Banniere-Berlinale-2019

DESSINE-TOI

Un film de Gilles Porte
Avec

Joliment... ennuyeux

Une vitre. Un feutre. Une caméra. Et des enfants du monde entier qui se dessinent, à leur façon...

Si les dessins d'enfants on sait ce que c'est (c'est mignon et ça ressemble pas à grand chose), ce qu'on connaît moins, c'est leur attitude pendant qu'ils produisent leurs œuvres. Le procédé du film consiste justement à montrer des enfants qui dessinent plus qu'à montrer les dessins pour eux-mêmes. Ainsi, le film suit le déroulement de ce processus. Avant même de poser le feutre sur la vitre, on voit les enfants face à cet espace vierge. Ils rient, ils hésitent, ils ont peur. L'acte même de créer passe par une multitude de sentiments contradictoires. Un peu comme l'écrivain face à la page blanche. Puis, passé le pas du premier coup de feutre, ils se laissent aller à leur fantaisie et à leur imagination débridée. Gilles Porte a même eu l'idée de donner vie à certains dessins lors de courtes séquences d'animation, ce qui apporte une magie toute enfantine, furtive mais bienvenue.

Intéressant? Oui. Captivant?

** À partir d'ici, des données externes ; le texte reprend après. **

// 4.1 / 4.2: the two matching loops and what they hand to the batch.
// 4.1 limit-vs-limit: frequent batch auction, single clearing price for every fill.
// 4.2 market-vs-limit: market orders walk the resting book, resting orders execute at their own price.

use crate::expansion::{expand_limit_fill, expand_market_fill, ExpansionContext, FilledOrder, OrderStateExpansion};
use crate::order::{DerivativeLimitOrder, DerivativeMarketOrder};
use crate::orderbook::{LimitOrderbookSide, MarketOrderbookSide, MatchingSession, MergedOrderbookFills, PriceLevel};
use crate::position::PositionCache;
use crate::types::{round_amount, OrderHash, Side};
use rust_decimal::Decimal;
use std::collections::{HashMap, HashSet};

/// Every resting and transient order of one market taking part in limit matching.
#[derive(Debug, Clone, Default)]
pub struct LimitMatchingInput {
    /// Priority order, best first
    pub resting_buys: Vec<DerivativeLimitOrder>,
    pub resting_sells: Vec<DerivativeLimitOrder>,
    /// Best price first, ties by hash
    pub transient_buys: Vec<DerivativeLimitOrder>,
    pub transient_sells: Vec<DerivativeLimitOrder>,
    /// Mid price (or single best price) of the resting book before matching
    pub resting_mid_price: Option<Decimal>,
}

/// A limit order leaving the book, in its post-fill state.
#[derive(Debug, Clone, PartialEq, Eq)]
pub struct LimitOrderCancel {
    pub order: DerivativeLimitOrder,
    pub is_transient: bool,
    /// Fee rate the held fee is refunded at
    pub refund_rate: Decimal,
}

impl LimitOrderCancel {
    pub fn refund(&self) -> Decimal {
        self.order.cancel_refund(self.refund_rate)
    }
}

#[derive(Debug, Clone, Default)]
pub struct LimitSideResult {
    pub resting_expansions: Vec<OrderStateExpansion>,
    pub transient_expansions: Vec<OrderStateExpansion>,
    pub new_resting_orders: Vec<DerivativeLimitOrder>,
    pub cancels: Vec<LimitOrderCancel>,
}

impl LimitSideResult {
    pub fn expansions(&self) -> impl Iterator<Item = &OrderStateExpansion> {
        self.resting_expansions.iter().chain(&self.transient_expansions)
    }
}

Pas sûr... Si les premières minutes nous font sourire et que l'on fond devant les bouilles charmantes de ces bambins, on comprend vite que le concept va rapidement s'essouffler et que cela va continuer indéfiniment pendant... 1h10 ! Le documentaire est très court mais paraît long car il ne provoque aucune réflexion particulière chez le spectateur et se borne à un aspect purement contemplatif (donc passif) qui suscite au mieux, de la nostalgie, au moins, de l'attendrissement.